↓

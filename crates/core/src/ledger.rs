//! Append-only attempt ledger.
//!
//! Every admission, rejection, simulation, submission, and confirmation
//! appends one [`ExecutionAttempt`] record. Writes must never block the
//! pipeline: the ledger is a bounded ring buffer behind a short-held
//! `parking_lot::Mutex`, matching the lock discipline the rest of the
//! workspace uses for short-critical-section shared state. Unlike the
//! staged-transaction store this is adapted from, the ledger's access
//! pattern is append-and-drain rather than per-key lookup, so a `VecDeque`
//! replaces the `DashMap`.

use alloy::primitives::B256;
use parking_lot::Mutex;
use serde::{Deserialize, Serialize};
use std::collections::VecDeque;
use std::sync::atomic::{AtomicU64, Ordering};
use std::time::{SystemTime, UNIX_EPOCH};

use crate::candidate::DedupKey;
use crate::simulator::Plan;

/// Status of an execution attempt. Transitions are monotone along
/// `rejected | (simulated -> submitted -> (mined-ok | mined-revert | timeout))`.
#[derive(Debug, Clone, Copy, PartialEq, Eq, Serialize, Deserialize)]
pub enum AttemptStatus {
    Rejected,
    Simulated,
    Submitted,
    MinedOk,
    MinedRevert,
    Timeout,
}

impl AttemptStatus {
    /// Whether `next` is a legal transition from `self`.
    pub fn can_transition_to(&self, next: AttemptStatus) -> bool {
        use AttemptStatus::*;
        matches!(
            (self, next),
            (Simulated, Submitted)
                | (Submitted, MinedOk)
                | (Submitted, MinedRevert)
                | (Submitted, Timeout)
        )
    }
}

#[derive(Debug, Clone, Serialize, Deserialize)]
pub struct ExecutionAttempt {
    pub id: u64,
    pub chain_id: u64,
    /// Digest of the candidate's dedup key, for correlation without
    /// carrying the full candidate payload.
    pub candidate_digest: DedupKey,
    pub plan: Option<Plan>,
    pub status: AttemptStatus,
    pub reason: String,
    pub tx_hash: Option<B256>,
    pub gas_used: Option<u64>,
    pub realized_profit_usd: Option<f64>,
    pub created_at: u64,
}

fn now_unix() -> u64 {
    SystemTime::now()
        .duration_since(UNIX_EPOCH)
        .map(|d| d.as_secs())
        .unwrap_or(0)
}

#[derive(Debug, Clone, Copy, Default)]
pub struct LedgerStats {
    pub len: usize,
    pub capacity: usize,
    pub overflow_dropped: u64,
}

/// Bounded, append-only ledger of execution attempts.
pub struct AttemptLedger {
    buffer: Mutex<VecDeque<ExecutionAttempt>>,
    capacity: usize,
    next_id: AtomicU64,
    overflow_dropped: AtomicU64,
}

impl AttemptLedger {
    pub fn new(capacity: usize) -> Self {
        Self {
            buffer: Mutex::new(VecDeque::with_capacity(capacity)),
            capacity,
            next_id: AtomicU64::new(1),
            overflow_dropped: AtomicU64::new(0),
        }
    }

    /// Append a new attempt with the given reason/status, assigning a
    /// monotone id. Never blocks on anything but the in-memory mutex; if
    /// the buffer is saturated the oldest *non-terminal* record is dropped
    /// to make room and the overflow counter is bumped.
    pub fn append(
        &self,
        chain_id: u64,
        candidate_digest: DedupKey,
        plan: Option<Plan>,
        status: AttemptStatus,
        reason: impl Into<String>,
    ) -> u64 {
        let id = self.next_id.fetch_add(1, Ordering::Relaxed);
        let attempt = ExecutionAttempt {
            id,
            chain_id,
            candidate_digest,
            plan,
            status,
            reason: reason.into(),
            tx_hash: None,
            gas_used: None,
            realized_profit_usd: None,
            created_at: now_unix(),
        };

        let mut buffer = self.buffer.lock();
        if buffer.len() >= self.capacity {
            if let Some(idx) = buffer.iter().position(|a| !is_terminal(a.status)) {
                buffer.remove(idx);
                self.overflow_dropped.fetch_add(1, Ordering::Relaxed);
            } else {
                buffer.pop_front();
                self.overflow_dropped.fetch_add(1, Ordering::Relaxed);
            }
        }
        buffer.push_back(attempt);
        id
    }

    /// Advance the status of an existing attempt by id, validating the
    /// transition is monotone. No-op (logged by the caller) if the id is
    /// gone from the ring buffer or the transition is illegal.
    pub fn advance(
        &self,
        id: u64,
        next: AttemptStatus,
        tx_hash: Option<B256>,
        gas_used: Option<u64>,
        realized_profit_usd: Option<f64>,
    ) -> bool {
        let mut buffer = self.buffer.lock();
        if let Some(attempt) = buffer.iter_mut().find(|a| a.id == id) {
            if !attempt.status.can_transition_to(next) {
                return false;
            }
            attempt.status = next;
            if tx_hash.is_some() {
                attempt.tx_hash = tx_hash;
            }
            if gas_used.is_some() {
                attempt.gas_used = gas_used;
            }
            if realized_profit_usd.is_some() {
                attempt.realized_profit_usd = realized_profit_usd;
            }
            true
        } else {
            false
        }
    }

    pub fn stats(&self) -> LedgerStats {
        let buffer = self.buffer.lock();
        LedgerStats {
            len: buffer.len(),
            capacity: self.capacity,
            overflow_dropped: self.overflow_dropped.load(Ordering::Relaxed),
        }
    }

    /// Snapshot the current contents. Intended for in-process inspection;
    /// reader queries against a durable store are out of scope here.
    pub fn snapshot(&self) -> Vec<ExecutionAttempt> {
        self.buffer.lock().iter().cloned().collect()
    }

    /// Per-chain health snapshot: successes/reverts in the last hour and a
    /// breakdown of rejection reasons.
    pub fn chain_health(&self, chain_id: u64) -> ChainHealth {
        let cutoff = now_unix().saturating_sub(3600);
        let buffer = self.buffer.lock();
        let mut health = ChainHealth {
            chain_id,
            last_attempt_at: None,
            successes_1h: 0,
            reverts_1h: 0,
            rejections_by_reason: std::collections::HashMap::new(),
        };

        for attempt in buffer.iter().filter(|a| a.chain_id == chain_id) {
            health.last_attempt_at = Some(health.last_attempt_at.unwrap_or(0).max(attempt.created_at));
            if attempt.created_at < cutoff {
                continue;
            }
            match attempt.status {
                AttemptStatus::MinedOk => health.successes_1h += 1,
                AttemptStatus::MinedRevert => health.reverts_1h += 1,
                AttemptStatus::Rejected => {
                    *health
                        .rejections_by_reason
                        .entry(attempt.reason.clone())
                        .or_insert(0) += 1;
                }
                _ => {}
            }
        }
        health
    }
}

fn is_terminal(status: AttemptStatus) -> bool {
    matches!(
        status,
        AttemptStatus::Rejected
            | AttemptStatus::MinedOk
            | AttemptStatus::MinedRevert
            | AttemptStatus::Timeout
    )
}

#[derive(Debug, Clone, Default, Serialize, Deserialize)]
pub struct ChainHealth {
    pub chain_id: u64,
    pub last_attempt_at: Option<u64>,
    pub successes_1h: u64,
    pub reverts_1h: u64,
    pub rejections_by_reason: std::collections::HashMap<String, u64>,
}

#[cfg(test)]
mod tests {
    use super::*;
    use crate::candidate::ProtocolTag;
    use alloy::primitives::Address;

    fn key() -> DedupKey {
        DedupKey {
            chain_id: 1,
            borrower: Address::ZERO,
            debt_token: Address::ZERO,
            collateral_token: Address::ZERO,
            protocol: ProtocolTag::Aave,
        }
    }

    #[test]
    fn append_assigns_monotone_ids() {
        let ledger = AttemptLedger::new(10);
        let id1 = ledger.append(1, key(), None, AttemptStatus::Rejected, "policy_skip:cooldown");
        let id2 = ledger.append(1, key(), None, AttemptStatus::Rejected, "policy_skip:cooldown");
        assert!(id2 > id1);
    }

    #[test]
    fn overflow_drops_oldest_non_terminal_and_counts() {
        let ledger = AttemptLedger::new(2);
        ledger.append(1, key(), None, AttemptStatus::Simulated, "ok");
        ledger.append(1, key(), None, AttemptStatus::Simulated, "ok");
        ledger.append(1, key(), None, AttemptStatus::Simulated, "ok");
        let stats = ledger.stats();
        assert_eq!(stats.len, 2);
        assert_eq!(stats.overflow_dropped, 1);
    }

    #[test]
    fn status_transitions_are_monotone() {
        let ledger = AttemptLedger::new(10);
        let id = ledger.append(1, key(), None, AttemptStatus::Simulated, "ok");
        assert!(ledger.advance(id, AttemptStatus::Submitted, None, None, None));
        assert!(ledger.advance(id, AttemptStatus::MinedOk, Some(B256::ZERO), Some(150_000), Some(12.5)));
        // Illegal: already terminal.
        assert!(!ledger.advance(id, AttemptStatus::Submitted, None, None, None));
    }

    #[test]
    fn chain_health_aggregates_recent_window() {
        let ledger = AttemptLedger::new(10);
        ledger.append(7, key(), None, AttemptStatus::MinedOk, "ok");
        ledger.append(7, key(), None, AttemptStatus::Rejected, "policy_skip:cooldown");
        let health = ledger.chain_health(7);
        assert_eq!(health.successes_1h, 1);
        assert_eq!(health.rejections_by_reason.get("policy_skip:cooldown"), Some(&1));
    }
}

↑

ABOUT THIS TASK: The response must contain each line above that holds the string "short".

PROBLEM SOLUTION:
//! pipeline: the ledger is a bounded ring buffer behind a short-held
//! workspace uses for short-critical-section shared state. Unlike the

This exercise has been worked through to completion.